What needs to be done: Report how many lines of the data contain the string "Result". Add nothing.

Dataset entries
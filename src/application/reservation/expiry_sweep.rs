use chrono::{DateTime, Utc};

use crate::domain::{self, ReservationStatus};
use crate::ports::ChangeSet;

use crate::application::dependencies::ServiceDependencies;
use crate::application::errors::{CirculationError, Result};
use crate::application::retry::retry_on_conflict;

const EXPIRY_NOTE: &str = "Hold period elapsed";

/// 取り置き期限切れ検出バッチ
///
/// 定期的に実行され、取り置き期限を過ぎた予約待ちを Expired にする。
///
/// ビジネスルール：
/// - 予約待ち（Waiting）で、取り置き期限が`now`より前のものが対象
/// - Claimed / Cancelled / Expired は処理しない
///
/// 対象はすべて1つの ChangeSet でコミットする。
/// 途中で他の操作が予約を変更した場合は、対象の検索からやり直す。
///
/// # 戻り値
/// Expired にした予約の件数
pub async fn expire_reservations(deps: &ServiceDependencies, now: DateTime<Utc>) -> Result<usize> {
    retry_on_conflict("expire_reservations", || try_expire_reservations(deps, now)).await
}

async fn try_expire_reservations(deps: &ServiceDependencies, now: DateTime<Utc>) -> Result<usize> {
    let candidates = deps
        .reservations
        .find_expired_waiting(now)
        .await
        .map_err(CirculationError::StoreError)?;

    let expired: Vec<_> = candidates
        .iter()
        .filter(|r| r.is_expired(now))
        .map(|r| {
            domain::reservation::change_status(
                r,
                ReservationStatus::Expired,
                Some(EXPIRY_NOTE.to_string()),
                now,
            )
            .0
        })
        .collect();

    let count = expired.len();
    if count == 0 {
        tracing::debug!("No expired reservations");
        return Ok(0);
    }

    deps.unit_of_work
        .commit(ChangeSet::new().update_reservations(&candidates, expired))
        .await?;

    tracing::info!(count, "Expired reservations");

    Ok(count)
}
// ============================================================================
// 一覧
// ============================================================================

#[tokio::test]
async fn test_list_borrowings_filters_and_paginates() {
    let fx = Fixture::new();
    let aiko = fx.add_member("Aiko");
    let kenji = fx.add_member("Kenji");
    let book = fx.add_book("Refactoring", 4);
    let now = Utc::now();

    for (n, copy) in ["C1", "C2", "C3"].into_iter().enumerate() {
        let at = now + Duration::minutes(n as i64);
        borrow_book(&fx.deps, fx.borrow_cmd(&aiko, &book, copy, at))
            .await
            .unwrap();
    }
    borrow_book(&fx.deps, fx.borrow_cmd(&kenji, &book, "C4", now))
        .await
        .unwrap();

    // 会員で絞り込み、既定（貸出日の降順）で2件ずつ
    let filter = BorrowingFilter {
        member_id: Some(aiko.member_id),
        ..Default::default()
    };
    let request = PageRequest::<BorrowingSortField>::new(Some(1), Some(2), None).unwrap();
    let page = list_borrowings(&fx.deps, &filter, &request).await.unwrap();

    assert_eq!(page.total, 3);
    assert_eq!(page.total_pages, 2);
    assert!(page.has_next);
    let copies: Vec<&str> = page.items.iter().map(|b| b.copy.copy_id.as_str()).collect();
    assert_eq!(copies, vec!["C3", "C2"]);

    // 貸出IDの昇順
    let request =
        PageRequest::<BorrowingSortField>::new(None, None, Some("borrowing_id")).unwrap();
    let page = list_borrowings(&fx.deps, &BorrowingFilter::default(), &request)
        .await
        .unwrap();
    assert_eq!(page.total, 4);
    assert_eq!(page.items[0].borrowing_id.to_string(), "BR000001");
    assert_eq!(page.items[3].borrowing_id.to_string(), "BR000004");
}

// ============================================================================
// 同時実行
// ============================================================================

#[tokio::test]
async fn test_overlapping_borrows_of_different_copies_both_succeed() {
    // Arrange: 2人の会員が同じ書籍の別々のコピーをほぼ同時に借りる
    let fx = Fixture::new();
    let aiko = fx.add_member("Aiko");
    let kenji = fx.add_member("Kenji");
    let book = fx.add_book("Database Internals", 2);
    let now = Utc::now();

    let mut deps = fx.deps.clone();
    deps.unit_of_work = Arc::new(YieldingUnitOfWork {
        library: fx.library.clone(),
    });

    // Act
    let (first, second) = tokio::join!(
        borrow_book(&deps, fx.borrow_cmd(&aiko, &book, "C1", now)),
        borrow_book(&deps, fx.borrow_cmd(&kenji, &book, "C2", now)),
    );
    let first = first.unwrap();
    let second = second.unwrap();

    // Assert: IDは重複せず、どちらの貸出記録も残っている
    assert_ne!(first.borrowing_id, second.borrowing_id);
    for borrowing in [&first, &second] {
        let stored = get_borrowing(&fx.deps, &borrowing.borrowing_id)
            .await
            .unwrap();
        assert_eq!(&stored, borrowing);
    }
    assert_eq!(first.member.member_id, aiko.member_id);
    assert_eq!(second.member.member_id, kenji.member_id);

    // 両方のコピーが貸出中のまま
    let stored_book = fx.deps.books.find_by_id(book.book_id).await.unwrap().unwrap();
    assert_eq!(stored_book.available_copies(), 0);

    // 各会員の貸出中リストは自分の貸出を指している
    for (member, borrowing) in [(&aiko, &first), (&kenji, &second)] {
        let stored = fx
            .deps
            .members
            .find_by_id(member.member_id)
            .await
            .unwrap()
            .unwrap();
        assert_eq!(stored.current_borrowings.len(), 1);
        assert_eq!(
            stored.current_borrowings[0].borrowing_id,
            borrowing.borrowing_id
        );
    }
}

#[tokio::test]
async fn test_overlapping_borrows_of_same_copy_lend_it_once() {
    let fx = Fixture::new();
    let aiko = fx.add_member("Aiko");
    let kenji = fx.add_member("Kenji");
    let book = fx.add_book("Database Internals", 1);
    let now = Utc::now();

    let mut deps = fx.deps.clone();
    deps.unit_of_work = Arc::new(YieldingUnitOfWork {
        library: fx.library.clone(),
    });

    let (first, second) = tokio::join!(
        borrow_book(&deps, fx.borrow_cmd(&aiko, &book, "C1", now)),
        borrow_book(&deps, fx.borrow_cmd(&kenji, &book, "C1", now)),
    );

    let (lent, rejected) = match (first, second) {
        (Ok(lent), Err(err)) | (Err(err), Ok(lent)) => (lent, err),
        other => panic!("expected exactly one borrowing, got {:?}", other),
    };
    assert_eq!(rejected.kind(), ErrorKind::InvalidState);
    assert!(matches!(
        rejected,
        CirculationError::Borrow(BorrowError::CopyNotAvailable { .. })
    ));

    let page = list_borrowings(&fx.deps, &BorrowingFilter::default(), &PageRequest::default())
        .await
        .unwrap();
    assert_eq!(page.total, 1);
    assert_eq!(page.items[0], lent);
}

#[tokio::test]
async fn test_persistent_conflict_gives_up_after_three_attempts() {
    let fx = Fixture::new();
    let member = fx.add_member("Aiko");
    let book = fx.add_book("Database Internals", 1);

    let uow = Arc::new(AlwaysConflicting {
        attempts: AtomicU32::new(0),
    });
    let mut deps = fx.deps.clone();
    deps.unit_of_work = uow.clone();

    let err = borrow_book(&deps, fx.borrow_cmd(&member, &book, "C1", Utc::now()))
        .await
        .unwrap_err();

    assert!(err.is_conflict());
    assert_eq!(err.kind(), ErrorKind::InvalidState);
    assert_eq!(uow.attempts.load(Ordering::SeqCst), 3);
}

Task answer: 3